Logo
Logo

Atharva Pandey/Lesson 12: Design a Search Engine — Inverted Index and Ranking

Created Mon, 07 Oct 2024 00:00:00 +0000 Modified Mon, 07 Oct 2024 00:00:00 +0000

Search is the feature that separates usable products from unusable ones at scale. When your application has thousands of documents, a sequential scan works. At millions, it doesn’t. The difference between a search box that works and one that times out is a data structure invented in the 1960s that every modern search engine still fundamentally relies on: the inverted index. Understanding how it works — and how to build a system around it — is what this lesson is about.

The Core Concept

The naive approach and why it fails

The simplest search: SELECT * FROM documents WHERE content LIKE '%search term%'. This scans every row, every character. For 100 million documents, this is O(N) in the number of characters across all documents. It’s unusably slow.

The inverted index

An inverted index flips the relationship: instead of “document → words it contains,” you build “word → documents that contain it.”

Forward index (document → terms):
  doc1: "Go is fast"    → {go, is, fast}
  doc2: "Go is compiled" → {go, is, compiled}
  doc3: "Rust is fast"  → {rust, is, fast}

Inverted index (term → document IDs):
  "go"       → [doc1, doc2]
  "is"       → [doc1, doc2, doc3]
  "fast"     → [doc1, doc3]
  "compiled" → [doc2]
  "rust"     → [doc3]

To answer “find documents containing ‘go’ AND ‘fast’”: look up both terms in the inverted index, get their posting lists, and intersect them. Result: [doc1]. This intersection is O(k log k) where k is the number of matching documents — far smaller than N.

Posting lists

Each entry in the inverted index maps a term to a posting list: the list of documents (and positions within them) where the term appears. Position information enables phrase queries (“exact phrase” search) and relevance scoring.

"go" → [(doc1, positions:[0]), (doc2, positions:[0])]
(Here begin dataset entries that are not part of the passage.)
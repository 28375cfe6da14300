// =============================================================================
// Technical Indicators Module
// =============================================================================
//
// Pure, side-effect-free implementations of the indicators used by the
// prediction engine. Every public function returns `Option<T>` so callers
// are forced to handle empty-input and numerical-edge-case scenarios.
//
// `compute_indicators` bundles them into one `IndicatorSnapshot` per call.
// Snapshots are never cached.

pub mod bollinger;
pub mod ema;
pub mod momentum;
pub mod rsi;
pub mod sma;

use serde::Serialize;

use self::bollinger::calculate_bollinger;
use self::ema::trailing_ema;
use self::momentum::{calculate_momentum, recent_volatility};
use self::rsi::calculate_rsi;
use self::sma::calculate_sma;

pub const RSI_PERIOD: usize = 14;
pub const BOLLINGER_PERIOD: usize = 20;
pub const BOLLINGER_STD: f64 = 2.0;

/// EMA-12 runs over the trailing 20 closes, EMA-26 over the trailing 30.
const EMA_FAST: (usize, usize) = (12, 20);
const EMA_SLOW: (usize, usize) = (26, 30);

/// All indicator readings for the latest close of a series.
#[derive(Debug, Clone, Copy, PartialEq, Serialize)]
pub struct IndicatorSnapshot {
    pub current_price: f64,
    pub sma5: f64,
    pub sma10: f64,
    pub sma20: f64,
    /// Equals `sma20` when fewer than 50 closes exist.
    pub sma50: f64,
    pub ema12: f64,
    pub ema26: f64,
    pub macd: f64,
    pub rsi: f64,
    pub sma20_bb: f64,
    pub upper_band: f64,
    pub lower_band: f64,
    pub momentum5: f64,
    pub momentum7: f64,
    pub recent_volatility: f64,
}

/// Compute every indicator for `closes` (oldest first).
///
/// Windows wider than the series fall back to the available history. Returns
/// `None` only for an empty series or when a reading turns out non-finite.
pub fn compute_indicators(closes: &[f64]) -> Option<IndicatorSnapshot> {
    let current_price = *closes.last()?;

    let sma5 = calculate_sma(closes, 5)?;
    let sma10 = calculate_sma(closes, 10)?;
    let sma20 = calculate_sma(closes, 20)?;
    let sma50 = if closes.len() >= 50 {
        calculate_sma(closes, 50)?
    } else {
        sma20
    };

    let ema12 = trailing_ema(closes, EMA_FAST.0, EMA_FAST.1)?;
    let ema26 = trailing_ema(closes, EMA_SLOW.0, EMA_SLOW.1)?;

    let rsi = calculate_rsi(closes, RSI_PERIOD)?;
    let bands = calculate_bollinger(closes, BOLLINGER_PERIOD, BOLLINGER_STD)?;

    let snapshot = IndicatorSnapshot {
        current_price,
        sma5,
        sma10,
        sma20,
        sma50,
        ema12,
        ema26,
        macd: ema12 - ema26,
        rsi,
        sma20_bb: bands.middle,
        upper_band: bands.upper,
        lower_band: bands.lower,
        momentum5: calculate_momentum(closes, 5)?,
        momentum7: calculate_momentum(closes, 7)?,
        recent_volatility: recent_volatility(closes),
    };

    snapshot.is_finite().then_some(snapshot)
}

impl IndicatorSnapshot {
    fn is_finite(&self) -> bool {
        [
            self.current_price,
            self.sma5,
            self.sma10,
            self.sma20,
            self.sma50,
            self.ema12,
            self.ema26,
            self.macd,
            self.rsi,
            self.sma20_bb,
            self.upper_band,
            self.lower_band,
            self.momentum5,
            self.momentum7,
            self.recent_volatility,
        ]
        .iter()
        .all(|v| v.is_finite())
    }
}

#[cfg(test)]
mod tests {
    use super::*;

    fn ascending(n: usize) -> Vec<f64> {
        (1..=n).map(|i| i as f64).collect()
    }

    #[test]
    fn empty_series_has_no_snapshot() {
        assert!(compute_indicators(&[]).is_none());
    }

    #[test]
    fn single_close_degrades_gracefully() {
        let s = compute_indicators(&[42.0]).unwrap();
        assert_eq!(s.sma5, 42.0);
        assert_eq!(s.sma50, 42.0);
        assert_eq!(s.macd, 0.0);
        assert_eq!(s.rsi, 100.0);
        assert_eq!(s.momentum5, 0.0);
        assert_eq!(s.recent_volatility, 0.0);
    }

    #[test]
    fn ascending_snapshot() {
        let s = compute_indicators(&ascending(25)).unwrap();
        assert_eq!(s.current_price, 25.0);
        assert_eq!(s.sma5, 23.0);
        assert_eq!(s.sma10, 20.5);
        assert_eq!(s.sma20, 15.5);
        assert_eq!(s.sma50, s.sma20);
        assert!(s.macd > 0.0);
        assert_eq!(s.rsi, 100.0);
        assert_eq!(s.sma20_bb, s.sma20);
        assert_eq!(s.momentum5, 5.0);
        assert_eq!(s.momentum7, 7.0);
        assert!((s.recent_volatility - 1.0 / 24.0).abs() < 1e-12);
    }

    #[test]
    fn sma50_used_once_history_allows() {
        let s = compute_indicators(&ascending(60)).unwrap();
        // mean of 11..=60
        assert_eq!(s.sma50, 35.5);
        assert_eq!(s.sma20, 50.5);
    }

    #[test]
    fn flat_series_snapshot() {
        let s = compute_indicators(&[100.0; 25]).unwrap();
        assert_eq!(s.rsi, 100.0);
        assert_eq!(s.macd, 0.0);
        assert_eq!(s.momentum5, 0.0);
        assert_eq!(s.momentum7, 0.0);
        assert_eq!(s.lower_band, s.sma20_bb);
        assert_eq!(s.upper_band, s.sma20_bb);
    }

    #[test]
    fn bands_bracket_mean() {
        let closes: Vec<f64> = (0..30).map(|i| 50.0 + ((i * 7) % 11) as f64).collect();
        let s = compute_indicators(&closes).unwrap();
        assert!(s.lower_band <= s.sma20_bb && s.sma20_bb <= s.upper_band);
        assert!((0.0..=100.0).contains(&s.rsi));
    }
}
Tokenization and normalization

Before building the index, you process text:

  • Tokenization: split “Go is fast” into [“Go”, “is”, “fast”]
  • Lowercasing: “Go” → “go” (so a search for “go” matches “Go”)
  • Stop word removal: remove common words like “is”, “the”, “and” that appear in almost every document and add no search signal
  • Stemming/Lemmatization: “running” → “run”, “compiled” → “compil” (so “compile” matches “compiled”)

Different tokenizers produce different results. A tokenizer that splits on whitespace handles English well but fails for languages without spaces (Chinese, Japanese). Full-featured search systems have language-specific analyzers.

Relevance: TF-IDF

Not all matches are equally relevant. A document that mentions “golang” once and is primarily about Java is less relevant than one entirely about Golang. TF-IDF (Term Frequency - Inverse Document Frequency) is the classical relevance signal:

  • TF (Term Frequency): how often the term appears in this document. More occurrences → more relevant (to a point).
  • IDF (Inverse Document Frequency): how rare the term is across all documents. A term that appears in every document is not informative. A term that appears in only 1% of documents is highly discriminating.
TF(t, d) = count of t in d / total terms in d
IDF(t)   = log(total documents / documents containing t)
TF-IDF   = TF × IDF

Documents are scored by sum of TF-IDF across all query terms. The highest scorers are the most relevant.

Modern systems like Elasticsearch use BM25, an improved variant that handles term saturation (a document mentioning the term 100 times isn’t necessarily 100x more relevant than one mentioning it once) and document length normalization.

How to Design It

Indexing pipeline

Documents → [Crawler/Ingestion] → [Parser/Tokenizer] → [Inverted Index Builder]
                                                               ↓
                                                        [Index Store]
                                                        (Elasticsearch, Lucene segment)

New documents are indexed asynchronously. For a web search engine, a crawler fetches pages. For a product search, a pipeline processes new product listings. For a codebase search, a watcher detects file changes.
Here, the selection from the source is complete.